The study was designed to evaluate the mechanisms of cardiac regeneration after injury and to determine how to restore that capacity in aged individuals. The adult heart retains a small population of nascent cells that have myeloid, mesenchymal, and mesodermal capabilities, which play an essential role in the recovery of ventricular function after injury. In aged individuals, these cells are diminished and dysfunctional. We evaluated the derivation of some of these cardiac progenitors and a method to restore their number and function. We first demonstrated that aged mice have fewer progenitors in both the bone marrow (BM) and the myocardium, which correlated with the extent of cardiac dysfunction after injury. Bone marrow chimerism established in aged mice with young BM donors restored both myocardial progenitors and cardiac function, but neither was restored with aged BM donors. Cardiac micro-chimerism in aged mice was established with young BM cells, which restored cardiac function after injury, even with old peripheral BM cells.
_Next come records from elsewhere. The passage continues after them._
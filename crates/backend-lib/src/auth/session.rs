// ============================
// sessiongate-backend/src/auth/session.rs
// ============================
//! Server-side sessions keyed by a random session id.
//!
//! `SessionManager` owns the store and performs the per-request lookup;
//! the resulting `SessionContext` is what handlers receive. It moves between
//! `Anonymous` and `Authenticated` and remembers which cookie the response
//! has to carry.
use std::{sync::Arc, time::Duration};

use async_trait::async_trait;
use chrono::{DateTime, Utc};
use dashmap::DashMap;
use metrics::{counter, gauge};
use parking_lot::Mutex;
use thiserror::Error;
use tokio::task::JoinHandle;
use tracing::{debug, info, warn};

use super::token_generator::generate_session_id;
use crate::metrics as keys;
use crate::storage::User;

/// Default session TTL (time to live)
pub const SESSION_TTL: Duration = Duration::from_secs(60 * 60 * 24); // 1 day

/// Session information
#[derive(Debug, Clone)]
pub struct Session {
    /// Snapshot of the user taken at login
    pub user: User,
    pub created_at: DateTime<Utc>,
    pub expires_at: DateTime<Utc>,
}

impl Session {
    pub fn new(user: User, ttl: Duration) -> Self {
        let now = Utc::now();
        // Saturate instead of overflowing the calendar
        let expires_at = chrono::Duration::from_std(ttl)
            .ok()
            .and_then(|ttl| now.checked_add_signed(ttl))
            .unwrap_or(DateTime::<Utc>::MAX_UTC);
        Self {
            user,
            created_at: now,
            expires_at,
        }
    }

    pub fn is_expired(&self, now: DateTime<Utc>) -> bool {
        now >= self.expires_at
    }
}

/// Faults raised by a session store backend
#[derive(Error, Debug)]
pub enum SessionStoreError {
    #[error("Session store unavailable: {0}")]
    Unavailable(String),
}

/// Session failures seen by the auth layer
#[derive(Error, Debug)]
pub enum SessionError {
    #[error("Session store error: {0}")]
    Store(#[from] SessionStoreError),

    /// The store failed to clear a session that did exist
    #[error("Session teardown failed: {0}")]
    Teardown(#[source] SessionStoreError),
}

/// Trait for session storage backends
#[async_trait]
pub trait SessionStore: Send + Sync {
    /// Fetch a live session. Expired sessions are reported as absent.
    async fn load(&self, id: &str) -> Result<Option<Session>, SessionStoreError>;

    /// Insert or replace the session stored under `id`
    async fn save(&self, id: &str, session: Session) -> Result<(), SessionStoreError>;

    /// Remove a session, returning whether one was stored
    async fn remove(&self, id: &str) -> Result<bool, SessionStoreError>;

    /// Drop every expired session, returning how many were dropped
    async fn purge_expired(&self) -> Result<usize, SessionStoreError>;
}

/// In-memory session store.
///
/// `DashMap` locks per shard, so writes to one key never run concurrently.
#[derive(Default)]
pub struct MemorySessionStore {
    sessions: DashMap<String, Session>,
}

impl MemorySessionStore {
    pub fn new() -> Self {
        Self::default()
    }

    pub fn len(&self) -> usize {
        self.sessions.len()
    }

    pub fn is_empty(&self) -> bool {
        self.sessions.is_empty()
    }

    fn report_active(&self) {
        gauge!(keys::SESSION_ACTIVE).set(self.sessions.len() as f64);
    }
}

#[async_trait]
impl SessionStore for MemorySessionStore {
    async fn load(&self, id: &str) -> Result<Option<Session>, SessionStoreError> {
        let now = Utc::now();
        // Clone out before touching the map again; holding the ref would deadlock
        let found = self.sessions.get(id).map(|entry| entry.value().clone());
        match found {
            Some(session) if session.is_expired(now) => {
                self.sessions.remove_if(id, |_, s| s.is_expired(now));
                counter!(keys::SESSION_EXPIRED).increment(1);
                self.report_active();
                Ok(None)
            },
            other => Ok(other),
        }
    }

    async fn save(&self, id: &str, session: Session) -> Result<(), SessionStoreError> {
        self.sessions.insert(id.to_string(), session);
        self.report_active();
        Ok(())
    }

    async fn remove(&self, id: &str) -> Result<bool, SessionStoreError> {
        let removed = self.sessions.remove(id).is_some();
        self.report_active();
        Ok(removed)
    }

    async fn purge_expired(&self) -> Result<usize, SessionStoreError> {
        let now = Utc::now();
        let before_count = self.sessions.len();

        self.sessions.retain(|_, session| !session.is_expired(now));

        let after_count = self.sessions.len();
        let removed = before_count.saturating_sub(after_count);
        if removed > 0 {
            counter!(keys::SESSION_EXPIRED).increment(removed as u64);
        }
        self.report_active();
        Ok(removed)
    }
}

/// Session manager for looking up and expiring sessions
#[derive(Clone)]
pub struct SessionManager {
    store: Arc<dyn SessionStore>,
    ttl: Duration,
}

impl SessionManager {
    /// Create a new session manager over an arbitrary store
    pub fn new(store: Arc<dyn SessionStore>, ttl: Duration) -> Self {
        Self { store, ttl }
    }

    /// Create a session manager backed by a fresh `MemorySessionStore`
    pub fn in_memory(ttl: Duration) -> Self {
        Self::new(Arc::new(MemorySessionStore::new()), ttl)
    }

    pub fn ttl(&self) -> Duration {
        self.ttl
    }

    /// Context for a request that presented no session id
    pub fn anonymous(&self) -> SessionContext {
        SessionContext::new(self.clone(), ContextState::default())
    }

    /// Resolve the session id a request presented into its context.
    ///
    /// Unknown or expired ids yield an anonymous context that clears the
    /// client's cookie.
    pub async fn context_for(&self, session_id: Option<&str>) -> Result<SessionContext, SessionError> {
        let Some(id) = session_id else {
            return Ok(self.anonymous());
        };

        match self.store.load(id).await? {
            Some(session) => Ok(SessionContext::new(
                self.clone(),
                ContextState {
                    id: Some(id.to_string()),
                    user: Some(session.user),
                    cookie: CookieChange::Unchanged,
                },
            )),
            None => {
                debug!("request presented an unknown or expired session id");
                Ok(SessionContext::new(
                    self.clone(),
                    ContextState {
                        cookie: CookieChange::Clear,
                        ..ContextState::default()
                    },
                ))
            },
        }
    }

    /// Remove expired sessions now
    pub async fn purge_expired(&self) -> Result<usize, SessionError> {
        Ok(self.store.purge_expired().await?)
    }

    /// Spawn the task that periodically removes expired sessions.
    ///
    /// Must be called from within a tokio runtime.
    pub fn spawn_cleanup_task(&self, every: Duration) -> JoinHandle<()> {
        let manager = self.clone();
        tokio::spawn(async move {
            let mut ticker = tokio::time::interval(every);
            // The first tick completes immediately
            ticker.tick().await;
            loop {
                ticker.tick().await;
                match manager.purge_expired().await {
                    Ok(0) => {},
                    Ok(removed) => debug!(removed, "purged expired sessions"),
                    Err(e) => warn!(error = %e, "session purge failed"),
                }
            }
        })
    }
}

/// Cookie instruction the response has to carry
#[derive(Debug, Clone, PartialEq, Eq, Default)]
pub enum CookieChange {
    #[default]
    Unchanged,
    /// Send this new session id to the client
    Issue(String),
    /// Expire the client's session cookie
    Clear,
}

/// Public view of a context's state
#[derive(Debug, Clone, PartialEq, Eq)]
pub enum SessionState {
    Anonymous,
    Authenticated(User),
}

/// Result of `SessionContext::destroy`
#[derive(Debug, Clone, Copy, PartialEq, Eq)]
pub enum DestroyOutcome {
    Destroyed,
    NoSession,
}

#[derive(Debug, Default)]
struct ContextState {
    id: Option<String>,
    user: Option<User>,
    cookie: CookieChange,
}

/// Per-request session context.
///
/// Clones share state, so the middleware that created it sees what the
/// handler did.
#[derive(Clone)]
pub struct SessionContext {
    manager: SessionManager,
    state: Arc<Mutex<ContextState>>,
}

impl SessionContext {
    fn new(manager: SessionManager, state: ContextState) -> Self {
        Self {
            manager,
            state: Arc::new(Mutex::new(state)),
        }
    }

    /// The authenticated principal, if any
    pub fn current(&self) -> Option<User> {
        self.state.lock().user.clone()
    }

    pub fn is_authenticated(&self) -> bool {
        self.state.lock().user.is_some()
    }

    pub fn state(&self) -> SessionState {
        match self.current() {
            Some(user) => SessionState::Authenticated(user),
            None => SessionState::Anonymous,
        }
    }

    /// Id of the session this request is bound to
    pub fn session_id(&self) -> Option<String> {
        self.state.lock().id.clone()
    }

    pub fn cookie_change(&self) -> CookieChange {
        self.state.lock().cookie.clone()
    }

    /// Establish a session holding `user`.
    ///
    /// A fresh id is issued every time; a previous session bound to this
    /// request is removed, so re-login replaces the snapshot.
    pub async fn create(&self, user: User) -> Result<(), SessionError> {
        let previous = self.state.lock().id.clone();

        let id = generate_session_id();
        let session = Session::new(user.clone(), self.manager.ttl);
        self.manager.store.save(&id, session).await?;

        if let Some(old_id) = previous {
            if let Err(e) = self.manager.store.remove(&old_id).await {
                warn!(error = %e, "failed to remove replaced session");
            }
        }

        let user_id = user.id;
        {
            let mut state = self.state.lock();
            state.id = Some(id.clone());
            state.user = Some(user);
            state.cookie = CookieChange::Issue(id);
        }

        counter!(keys::SESSION_CREATED).increment(1);
        info!(user_id, "session established");
        Ok(())
    }

    /// End the session, if there is one.
    ///
    /// Destroying an absent session is not a failure.
    pub async fn destroy(&self) -> Result<DestroyOutcome, SessionError> {
        let id = {
            let state = self.state.lock();
            match (&state.id, &state.user) {
                (Some(id), Some(_)) => id.clone(),
                _ => return Ok(DestroyOutcome::NoSession),
            }
        };

        self.manager
            .store
            .remove(&id)
            .await
            .map_err(SessionError::Teardown)?;

        {
            let mut state = self.state.lock();
            state.id = None;
            state.user = None;
            state.cookie = CookieChange::Clear;
        }

        counter!(keys::SESSION_DESTROYED).increment(1);
        info!("session destroyed");
        Ok(DestroyOutcome::Destroyed)
    }
}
The young cardiac-resident BM-derived progenitor cells in the aged myocardium persisted for at least a year, and after myocardial infarction they actively proliferated and enhanced cardiac repair through paracrine mechanisms. Bone marrow reconstitution with young BM cells in aged recipients restored progenitors in both the BM and, most importantly, the myocardium. The number and function of cardiac-resident BM-derived progenitor cells in the aged myocardium prior to injury was the major determinant for successful recovery of cardiac function. The aged heart was rejuvenated with young BM cells.